TRIPOLI: Moamer Qaddafi’s son Saadi was under guard in the Niger capital on Wednesday after fleeing Libya over the weekend but NATO acknowledged it has no idea where his fugitive father is holed up.
The alliance stressed that the toppled strongman was not a target in the daily bombing campaign it has kept up against his remaining forces as the World Bank formally recognized Libya’s new leaders and pledged to play a major role in their post-war reconstruction efforts.
Saadi Qaddafi, 38, the third of Qaddafi’s seven sons, is among 32 officials of the ousted regime, three of them top generals, who have fled through the desert to neighboring Niger this month.
He was flown into the capital Niamey late on Tuesday after being put on an air force Hercules C-130 transport plane from the northwestern town of Agadez, Nigerien officials said.
He had been put up in the governor’s residence in the desert town with eight close associates of his father after they crossed into Niger on Sunday.
Washington accepted Niamey’s assurances that Saadi Qaddafi, who commanded an elite army unit after a brief career as a professional footballer in Italy, was in the custody of Nigerien security forces.
"Our understanding is, like the others, he’s being detained in a state guest house," State Department spokeswoman Victoria Nuland said.

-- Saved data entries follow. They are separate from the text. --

//! 📂 The Stager — landlord of the three directories.
//!
//! 🎬 COLD OPEN — INT. FILESYSTEM — DIRECTORY LISTING SCROLLS FOREVER
//!
//! Three directories. Three phases of a file's life. `wait/` is the lobby,
//! `run/` is the operating theater, `buggy/` is where the unfixable go to be
//! studied later. Files move between them by rename — atomic on the same
//! filesystem, which is the whole point.
//!
//! 🧠 Knowledge graph: the stager is pure filesystem mechanics. It does not
//! parse, it does not judge, it does not touch the ledger. It scans, it
//! renames, it deletes. The presence of a file in `run/` IS the crash-safe
//! pending indicator — no sidecar state, no lock files, no folklore.
//!
//! ⚠️ Invariant the whole pipeline leans on: a filename is minted once by the
//! producer and appears in exactly one in-flight batch, so no two tasks ever
//! fight over the same name. The stager gets to be simple because the
//! orchestrator keeps that promise.

use std::io;
use std::path::{Path, PathBuf};

use anyhow::{Context, Result};
use tokio::fs;
use tracing::{debug, warn};

use crate::app_config::PathsConfig;

/// 📂 The Stager: owns the `wait/` → `run/` → terminal lifecycle mechanics.
///
/// Clone-able because every worker carries one — it's three `PathBuf`s in a
/// trench coat, cloning is practically free and nobody shares mutable state.
#[derive(Debug, Clone)]
pub(crate) struct Stager {
    wait_dir: PathBuf,
    run_dir: PathBuf,
    buggy_dir: PathBuf,
}

impl Stager {
    /// 🏗️ Build the stager and make sure all three directories exist.
    ///
    /// `create_dir_all` is idempotent, so restarts walk through here without
    /// drama. A directory we cannot create is a startup-fatal condition —
    /// better to die in the constructor than to scan a void forever.
    pub(crate) async fn new(paths: &PathsConfig) -> Result<Self> {
        for dir in [&paths.wait_dir, &paths.run_dir, &paths.buggy_dir] {
            fs::create_dir_all(dir).await.context(format!(
                "💀 Could not create staging directory '{}'. We asked the filesystem nicely. The filesystem declined. Check permissions, check the mount, check your assumptions.",
                dir.display()
            ))?;
        }
        Ok(Self {
            wait_dir: paths.wait_dir.clone(),
            run_dir: paths.run_dir.clone(),
            buggy_dir: paths.buggy_dir.clone(),
        })
    }

    /// 📋 Scan `wait/` for up to `limit` pending `.json` filenames.
    ///
    /// Order is whatever the directory iterator feels like — the batcher
    /// re-sorts everything anyway. Dot-prefixed names are skipped because
    /// producers write temp files as `.foo.json` before renaming them into
    /// place, and half-written JSON is nobody's idea of a good time.
    pub(crate) async fn list_pending(&self, limit: usize) -> Result<Vec<String>> {
        let mut entries = fs::read_dir(&self.wait_dir).await.context(format!(
            "💀 Could not list '{}'. The wait directory was here a minute ago.",
            self.wait_dir.display()
        ))?;

        let mut names = Vec::new();
        while let Some(entry) = entries.next_entry().await? {
            if names.len() >= limit {
                break;
            }
            let name = match entry.file_name().into_string() {
                Ok(name) => name,
                // 🗑️ Non-UTF-8 filename. We did not mint it, we will not chase it.
                Err(_) => continue,
            };
            if name.starts_with('.') || !name.ends_with(".json") {
                continue;
            }
            names.push(name);
        }
        Ok(names)
    }

    /// 📍 Absolute path of a pending file still sitting in `wait/`.
    pub(crate) fn wait_path(&self, name: &str) -> PathBuf {
        self.wait_dir.join(name)
    }

    /// 🚚 `wait/` → `run/`. Returns the new path — that path is what travels
    /// in the batch, so workers never reconstruct locations from guesswork.
    pub(crate) async fn move_to_run(&self, name: &str) -> Result<PathBuf> {
        let destination = self.run_dir.join(name);
        relocate(&self.wait_dir.join(name), &destination).await?;
        Ok(destination)
    }

    /// 🚑 Anywhere → `buggy/`. Terminal state for the unfortunate.
    ///
    /// If the destination name already exists, the rename overwrites it —
    /// last writer wins, deliberately: content is addressed by `mail_id` in
    /// the ledger, so the newest file body is the one worth keeping.
    pub(crate) async fn move_to_buggy(&self, path: &Path) -> Result<()> {
        let name = file_name_of(path)?;
        relocate(path, &self.buggy_dir.join(name)).await
    }

    /// 🔙 `run/` → `wait/`. The recovery direction. Used at startup only.
    pub(crate) async fn move_run_back_to_wait(&self, name: &str) -> Result<()> {
        relocate(&self.run_dir.join(name), &self.wait_dir.join(name)).await
    }

    /// 🩹 Startup recovery sweep: every file found in `run/` goes back to
    /// `wait/` to be re-ingested. Idempotent by construction — the sweep
    /// empties `run/`, and an empty `run/` sweeps for free.
    ///
    /// 🧠 Knowledge graph: this is the crash-recovery half of the lifecycle
    /// invariant. A crash can strand files in `run/` with or without ledger
    /// rows; the rows are stale-but-harmless because the next enqueue
    /// overwrites them as pending again.
    pub(crate) async fn recover_run_files(&self) -> Result<usize> {
        let mut entries = fs::read_dir(&self.run_dir).await.context(format!(
            "💀 Could not list '{}' during recovery. Recovery is not optional.",
            self.run_dir.display()
        ))?;

        let mut recovered = 0usize;
        while let Some(entry) = entries.next_entry().await? {
            let name = match entry.file_name().into_string() {
                Ok(name) => name,
                Err(_) => continue,
            };
            if name.starts_with('.') {
                continue;
            }
            self.move_run_back_to_wait(&name).await.context(format!(
                "💀 Recovery could not move '{name}' back to wait/. Startup refuses to continue with stranded files."
            ))?;
            recovered += 1;
        }
        if recovered > 0 {
            debug!("🩹 recovery moved {recovered} stranded file(s) from run/ back to wait/");
        }
        Ok(recovered)
    }

    /// 🗑️ Unlink a file. Idempotent: a file that is already gone counts as
    /// deleted — success and deletion are indistinguishable from here.
    pub(crate) async fn delete(&self, path: &Path) -> Result<()> {
        match fs::remove_file(path).await {
            Ok(()) => Ok(()),
            Err(e) if e.kind() == io::ErrorKind::NotFound => {
                // ✅ Already gone. Somebody did our job for us. Thanks, somebody.
                Ok(())
            }
            Err(e) => Err(e).context(format!(
                "💀 Could not delete '{}'. It exists, it just won't leave.",
                path.display()
            )),
        }
    }
}

/// 🚚 Rename with a cross-filesystem fallback.
///
/// Rename is the atomic, durable move we want. When source and destination sit
/// on different filesystems the kernel says `EXDEV` and we fall back to
/// copy-then-delete — no longer atomic, but the caller treats any partial
/// failure as fatal for that file, and the orchestrator's next cycle (or next
/// startup) picks up whatever got left behind.
async fn relocate(source: &Path, destination: &Path) -> Result<()> {
    match fs::rename(source, destination).await {
        Ok(()) => Ok(()),
        Err(e) if e.kind() == io::ErrorKind::CrossesDevices => {
            warn!(
                "🚧 '{}' and '{}' live on different filesystems — falling back to copy+delete",
                source.display(),
                destination.display()
            );
            fs::copy(source, destination).await.context(format!(
                "💀 Cross-filesystem copy of '{}' failed mid-fallback. The file stays put; this move is dead.",
                source.display()
            ))?;
            fs::remove_file(source).await.context(format!(
                "💀 Copied '{}' but could not remove the original. Two copies now exist. Surfacing loudly instead of pretending.",
                source.display()
            ))?;
            Ok(())
        }
        Err(e) => Err(e).context(format!(
            "💀 Could not move '{}' to '{}'. The rename was refused.",
            source.display(),
            destination.display()
        )),
    }
}

fn file_name_of(path: &Path) -> Result<&str> {
    path.file_name()
        .and_then(|name| name.to_str())
        .context(format!(
            "💀 '{}' has no usable filename. We move files, not abstractions.",
            path.display()
        ))
}

#[cfg(test)]
mod tests {
    use super::*;
    use crate::app_config::PathsConfig;
    use tempfile::TempDir;

    async fn stager_in(temp: &TempDir) -> Stager {
        let paths = PathsConfig {
            wait_dir: temp.path().join("wait"),
            run_dir: temp.path().join("run"),
            buggy_dir: temp.path().join("buggy"),
            sqlite_path: temp.path().join("ledger.db"),
        };
        Stager::new(&paths)
            .await
            .expect("💀 Stager construction should succeed in a tempdir.")
    }

    async fn seed(stager: &Stager, name: &str) {
        fs::write(stager.wait_path(name), b"{}")
            .await
            .expect("💀 Failed to seed a test file.");
    }

    #[tokio::test]
    async fn the_one_where_only_real_json_files_get_listed() {
        let temp = TempDir::new().unwrap();
        let stager = stager_in(&temp).await;
        seed(&stager, "a.json").await;
        seed(&stager, "b.json").await;
        seed(&stager, ".hidden.json").await; // 🫥 producer temp file — invisible
        seed(&stager, "notes.txt").await; // 📄 wrong extension — invisible

        let mut names = stager.list_pending(1000).await.unwrap();
        names.sort();
        assert_eq!(names, vec!["a.json", "b.json"]);
    }

    #[tokio::test]
    async fn the_one_where_the_scan_respects_its_limit() {
        let temp = TempDir::new().unwrap();
        let stager = stager_in(&temp).await;
        for i in 0..10 {
            seed(&stager, &format!("f{i}.json")).await;
        }
        assert_eq!(stager.list_pending(3).await.unwrap().len(), 3);
        assert_eq!(stager.list_pending(1000).await.unwrap().len(), 10);
    }

    #[tokio::test]
    async fn the_one_where_a_file_tours_all_three_directories() {
        let temp = TempDir::new().unwrap();
        let stager = stager_in(&temp).await;
        seed(&stager, "m.json").await;

        let run_path = stager.move_to_run("m.json").await.unwrap();
        assert!(run_path.exists());
        assert!(!stager.wait_path("m.json").exists());

        stager.move_to_buggy(&run_path).await.unwrap();
        assert!(!run_path.exists());
        assert!(temp.path().join("buggy/m.json").exists());
    }

    #[tokio::test]
    async fn the_one_where_recovery_empties_the_operating_theater() {
        let temp = TempDir::new().unwrap();
        let stager = stager_in(&temp).await;
        // 🩹 Simulate a crash: files sitting in run/ with nobody processing them.
        for name in ["r1.json", "r2.json", "r3.json"] {
            fs::write(temp.path().join("run").join(name), b"{}").await.unwrap();
        }

        let recovered = stager.recover_run_files().await.unwrap();
        assert_eq!(recovered, 3);
        assert_eq!(stager.list_pending(1000).await.unwrap().len(), 3);
        // ✅ Sweep twice — recovery must be idempotent.
        assert_eq!(stager.recover_run_files().await.unwrap(), 0);
    }

    #[tokio::test]
    async fn the_one_where_deleting_nothing_is_fine_actually() {
        let temp = TempDir::new().unwrap();
        let stager = stager_in(&temp).await;
        seed(&stager, "m.json").await;
        let path = stager.wait_path("m.json");

        stager.delete(&path).await.unwrap();
        assert!(!path.exists());
        // 🗑️ Deleting the already-deleted: success. Idempotency is the contract.
        stager.delete(&path).await.unwrap();
    }

    #[tokio::test]
    async fn the_one_where_the_last_writer_wins_in_buggy() {
        let temp = TempDir::new().unwrap();
        let stager = stager_in(&temp).await;
        fs::write(temp.path().join("buggy/m.json"), b"old body").await.unwrap();
        seed(&stager, "m.json").await;
        let run_path = stager.move_to_run("m.json").await.unwrap();

        // 🚑 Same name already in buggy/ — the newer body overwrites it.
        stager.move_to_buggy(&run_path).await.unwrap();
        let body = fs::read(temp.path().join("buggy/m.json")).await.unwrap();
        assert_eq!(body, b"{}");
    }
}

"It’s essentially a house arrest in this government facility, is our understanding," she added.
NATO said it had no idea whether Qaddafi himself had also fled his country.
Colonel Roland Lavoie, spokesman for NATO’s Libya mission, said the alliance had received, at "various points" in the conflict, intelligence confirming that Qaddafi was still in Libya, but that his whereabouts were now a mystery.
"To be frank we don’t know if he has left the country," Lavoie told reporters on Tuesday.
"He has not made public appearances in the country for a while and this raises questions about his whereabouts. But we don’t have sure information about where he is at this time."
Qaddafi has only been heard from in audio recordings broadcast by a friendly channel, Syria-based Arrai television. And his most recent statement was read out by the channel’s owner on Monday.
Lavoie stressed that it was not NATO’s mission to hunt down the fugitive former strongman.
"We are not in the business of targeting or chasing Qaddafi," he said.
But the Canadian colonel said Qaddafi’s options were increasingly limited as forces loyal to Libya’s National Transitional Council (NTC) close in on his remaining strongholds,
"Essentially the area of operation of Qaddafi is shrinking."
Lavoie said advances by rebel forces in the past two days had cut pro-Qaddafi forces in the strip of territory between his hometown of Sirte on the Mediterranean coast and the desert town of Bani Walid from those in the southern oases of Waddan and Sabha with their access to Libya’s desert border.
The NTC was on Wednesday seeking the surrender of Qaddafi diehards who have continued to mount attacks against its fighters as they move in on the enclaves, after a deadline for them to surrender expired at the weekend.
NATO said on Wednesday that its aircraft had hit nine targets around Sirte, seven around Waddan and one around Zillah, another oasis town to its east, in its latest raids.
A trickle of civilians fleeing Sirte arrived in the NTC-held town of Sadada to its west on Wednesday, an AFP correspondent reported.
"They know war is coming towards Sirte so they are looking for a safe place," said NTC commander Omran Abdul Salam.
The World Bank on Tuesday became the latest international organization to recognize the victorious rebels’ NTC but South Africa said that the African Union had yet to decide on whether to give it Libya’s seat in the continental bloc.
"The AU as an organization has not recognized the NTC," South African President Jacob Zuma told parliament ahead of a meeting in Pretoria Wednesday of the bloc’s panel on Libya.
South African Foreign Minister Maite Nkoana-Mashabane said that Wednesday’s meeting of panel — which also includes the leaders of Uganda, Mauritania, Mali and Congo-Brazzaville — would focus on the AU’s calls for an inclusive government in Tripoli.
She said the AU believes "that the NTC is an opportunity to create an all-inclusive interim government to prepare for a democratic government through a democratic election, preceded by an interim constitution."
The World Bank said its decision to recognize the NTC was based on "evolving events in Libya and the views of member countries."
It pledged a major rebuilding role after the seven-month insurrection that ousted Qaddafi.
"We are ready to support the people in Libya. Our experts have started coordinating with their partners already and we are moving fast to begin work," said World Bank managing director Sri Mulyani Indrawati.